Trendem jest najwyższa wydajność pracy

Trendem jest najwyższa wydajność pracy
Trendem jest najwyższa wydajność pracy

Wideo: Trendem jest najwyższa wydajność pracy

Wideo: Trendem jest najwyższa wydajność pracy
Wideo: РФ притащила корабль Перекоп на Кубу. Это провокация Кремля. 2024, Kwiecień
Anonim

Jakiś czas temu na portalu TOPWAR ukazał się mój materiał o aktualnym stanie nauki uniwersyteckiej, który dotyczył intensyfikacji procesów uczenia się, a co za tym idzie wzrostu produktywności naukowców uniwersyteckich. Wcześniej normą było 5 artykułów w ciągu pięciu lat, teraz jest to 25 plus wiele innych rzeczy, co przy całym uproszczeniu tego podejścia jest nadal lepsze niż stary poziom. Jednak tylko ci, którzy pracują w tym systemie, mogą to naprawdę docenić. Niemniej jednak ten przykład po raz kolejny pokazuje, że głównym kierunkiem, głównym wektorem wszystkich działań cywilizacji ludzkiej był … wszechstronny wzrost wydajności pracy we wszystkich sferach. A tak na marginesie, jedną z przyczyn upadku systemu sowieckiego była… właśnie niska wydajność pracy, której nie można było podnieść do odpowiedniego poziomu. Chociaż podjęto wiele prób.

Obraz
Obraz

Prawdziwe imię Aleksieja Stachanowa to Andrey. Nazwisko Aleksiej pojawiło się z powodu błędu w gazecie „Prawda”, która opublikowała artykuł o fantastycznym rekordzie sowieckiego górnika. Ponieważ Prawda nigdy nie popełnia błędów, „Stachanow otrzymał nowy paszport z nowym nazwiskiem, który stał się znany w całym kraju, w ciągu kilku dni na polecenie Stalina. Trudno ocenić, czy to legenda, czy nie. Jednak takie informacje mają miejsce.

Jednym z nich jest słynny ruch stachanowski. Co jednak wiemy o nim dzisiaj? Kilka skromnych linijek z podręcznika szkolnego, trochę więcej z podręcznika uniwersyteckiego i to wszystko! Tymczasem udało mi się znaleźć bardzo ciekawy materiał o ruchu stachanowskim w czasopiśmie Science and Technology za rok 1938 (nr 17, s. 1-3). Ten materiał wydał mi się na tyle interesujący, że uznałem za konieczne umieścić go tutaj w całości i bez żadnych zmian. Po pierwsze, język tamtych czasów jest ciekawy sam w sobie, a po drugie to przesłanie zostało przygotowane z myślą o ówczesnych ludziach, ich mentalności, wiedzy i postawie. Czyli jest to ciekawy dokument historyczny, który nie wpada w nasze ręce na co dzień. Czytamy więc:

RUCH STACHANOWSKI I NAUKA

W nocy 30 sierpnia 1935 r. w kopalni Tsentralnaja-Irmino w Donbasie młody górnik Aleksiej Stachanow, po spełnieniu dwunastu norm, wyciął młotem pneumatycznym 102 tony węgla na zmianę. Ten bezprecedensowy rekord zapoczątkował potężny ruch stachanowski, który rozprzestrzenił się na wszystkie sektory gospodarki narodowej Związku Radzieckiego i stał się jedną z głównych sił napędowych budownictwa socjalistycznego.

Obraz
Obraz

Oto okładka tego magazynu.

Później Aleksiej Stachanow ustanowił szereg nowych rekordów, zwiększając swoją wydajność na zmianę do 312 ton węgla.
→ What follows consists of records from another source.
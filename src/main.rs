mod city;
mod input;
mod platform;
mod time;
mod widgets;

use std::{cell::RefCell, io, rc::Rc};

use city::config::EngineConfig;
use city::save::SnapshotStore;
use city::PixelCity;
use input::{ClickState, InputEvent};
use ratzilla::event::{KeyCode, MouseButton, MouseEventKind};
use ratzilla::ratatui::Terminal;
use ratzilla::{DomBackend, WebRenderer};

/// Query the grid container's bounding rect and convert a mouse position to a cell.
fn dom_pixel_to_cell(mouse_x: u32, mouse_y: u32, cs: &ClickState) -> Option<(u16, u16)> {
    let window = web_sys::window()?;
    let document = window.document()?;

    // DomBackend creates a <div> as the grid container inside <body>.
    let grid = document.query_selector("body > div").ok()??;
    let rect = grid.get_bounding_client_rect();

    let click_x = mouse_x as f64 - rect.left();
    let click_y = mouse_y as f64 - rect.top();
    cs.cell_at(click_x, click_y, rect.width(), rect.height())
}

#[cfg(target_arch = "wasm32")]
fn open_store() -> Box<dyn SnapshotStore> {
    Box::new(city::save::LocalStorage::new())
}

#[cfg(not(target_arch = "wasm32"))]
fn open_store() -> Box<dyn SnapshotStore> {
    Box::new(city::save::MemoryStore::new())
}

fn main() -> io::Result<()> {
    console_error_panic_hook::set_once();

    let city = Rc::new(RefCell::new(PixelCity::new(
        open_store(),
        EngineConfig::default(),
        platform::rng_seed(),
    )));
    city.borrow_mut().start();

    let click_state = Rc::new(RefCell::new(ClickState::new()));
    let backend = DomBackend::new()?;
    let terminal = Terminal::new(backend)?;

    // Mouse/touch click handler
    terminal.on_mouse_event({
        let city = city.clone();
        let click_state = click_state.clone();
        move |mouse_event| {
            if mouse_event.event != MouseEventKind::Pressed
                || mouse_event.button != MouseButton::Left
            {
                return;
            }

            let cs = click_state.borrow();
            if cs.terminal_rows == 0 || cs.terminal_cols == 0 {
                return;
            }
            let Some((col, row)) = dom_pixel_to_cell(mouse_event.x, mouse_event.y, &cs) else {
                return;
            };
            let matched = cs.hit_test(col, row);
            drop(cs);

            if let Some(action_id) = matched {
                city.borrow_mut().handle_input(&InputEvent::Click(action_id));
            }
        }
    });

    // Keyboard handler
    terminal.on_key_event({
        let city = city.clone();
        move |key_event| {
            let key = match key_event.code {
                KeyCode::Char(c) => c,
                KeyCode::Enter => '\n',
                _ => return,
            };
            city.borrow_mut().handle_input(&InputEvent::Key(key));
        }
    });

    terminal.draw_web({
        let click_state = click_state.clone();
        move |f| {
            let mut pc = city.borrow_mut();
            pc.advance(platform::frame_ms());
            pc.flush();

            let area = f.area();
            click_state.borrow_mut().begin_frame(area);
            pc.render(f, area, &click_state);
        }
    });

    Ok(())
}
Ale to niezwykłe osiągnięcie zostało znacznie przyćmione przez innych wybitnych górników, którzy pracowali według metody Aleksieja Stachanowa. Na przykład Fedor Artyukhov wyciął młotem pneumatycznym 563 tony węgla na zmianę, a Nikita Izotov - 607 ton. Te cuda wydajności pracy stachanowców wywołały zdumienie na całym świecie.
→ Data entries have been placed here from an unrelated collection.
use super::actions::{
    listed_upgrades, Tab, BUY_GENERATOR_BASE, BUY_SKILL_BASE, BUY_UPGRADE_BASE, CLICK_PIXEL,
    REBIRTH, RESET,
};
use super::logic::{
    can_buy_generator, can_buy_upgrade, format_number, generator_price, is_upgrade_unlocked,
    prerequisites_met, skill_available, upgrade_price,
};
use super::catalog;
use super::state::GameState;
use super::PixelCity;

pub fn render(city: &PixelCity, f: &mut Frame, area: Rect, click_state: &Rc<RefCell<ClickState>>) {
    // Log panel on the right when wide enough
    let (main_area, log_area) = if is_narrow_layout(area.width) {
        (area, None)
    } else {
        let h_chunks = Layout::default()
            .direction(Direction::Horizontal)
            .constraints([Constraint::Percentage(62), Constraint::Percentage(38)])
            .split(area);
        (h_chunks[0], Some(h_chunks[1]))
    };

    let chunks = Layout::default()
        .direction(Direction::Vertical)
        .constraints([
            Constraint::Length(4), // stats
            Constraint::Length(3), // click button
            Constraint::Length(3), // tab bar
            Constraint::Min(5),    // content
            Constraint::Length(3), // rebirth / reset
        ])
        .split(main_area);

    render_header(city, f, chunks[0]);
    render_click_button(city, f, chunks[1], click_state);
    render_tab_bar(city.tab(), f, chunks[2], click_state);
    match city.tab() {
        Tab::Generators => render_generators(&city.state(), f, chunks[3], click_state),
        Tab::Upgrades => render_upgrades(&city.state(), f, chunks[3], click_state),
        Tab::Skills => render_skills(&city.state(), f, chunks[3], click_state),
        Tab::Stats => render_stats(city, f, chunks[3]),
    }
    render_footer(city, f, chunks[4], click_state);

    if let Some(log_area) = log_area {
        render_log(city, f, log_area);
    }
}

fn render_header(city: &PixelCity, f: &mut Frame, area: Rect) {
    let state = city.state();
    let saved = match city.last_saved() {
        Some(stamp) => {
            let secs = ((platform::now_ms() - stamp) / 1000.0).max(0.0).floor();
            format!("saved {}s ago", secs as u64)
        }
        None => "not saved yet".to_string(),
    };

    let lines = vec![
        Line::from(vec![
            Span::styled(
                format!(" {} pixels", format_number(state.pixels)),
                Style::default().fg(Color::Yellow).add_modifier(Modifier::BOLD),
            ),
            Span::styled(
                format!("  +{}/s", format_number(city.pixels_per_second())),
                Style::default().fg(Color::Green),
            ),
        ]),
        Line::from(vec![
            Span::styled(
                format!(" Society Lv {}", state.society_level),
                Style::default().fg(Color::Cyan),
            ),
            Span::styled(
                format!("  RP {}", state.rebirth_points),
                Style::default().fg(Color::Magenta),
            ),
            Span::styled(format!("  {}", saved), Style::default().fg(Color::DarkGray)),
        ]),
    ];

    let block = Block::default()
        .borders(Borders::TOP)
        .border_style(Style::default().fg(Color::Cyan))
        .title(" Minimal Pixel City ");
    f.render_widget(Paragraph::new(lines).block(block), area);
}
Na pierwszy rzut oka metoda Aleksieja Stachanowa jest bardzo prosta. Polega ona na podziale pracy w przodku między kutrem a lansą oraz na wydłużeniu ławek na stromo zanurzonych pokładach węgla. To właśnie ta prostota sprawiła, że nowa metoda Stachanowa była tak dostępna dla wielu tysięcy górników.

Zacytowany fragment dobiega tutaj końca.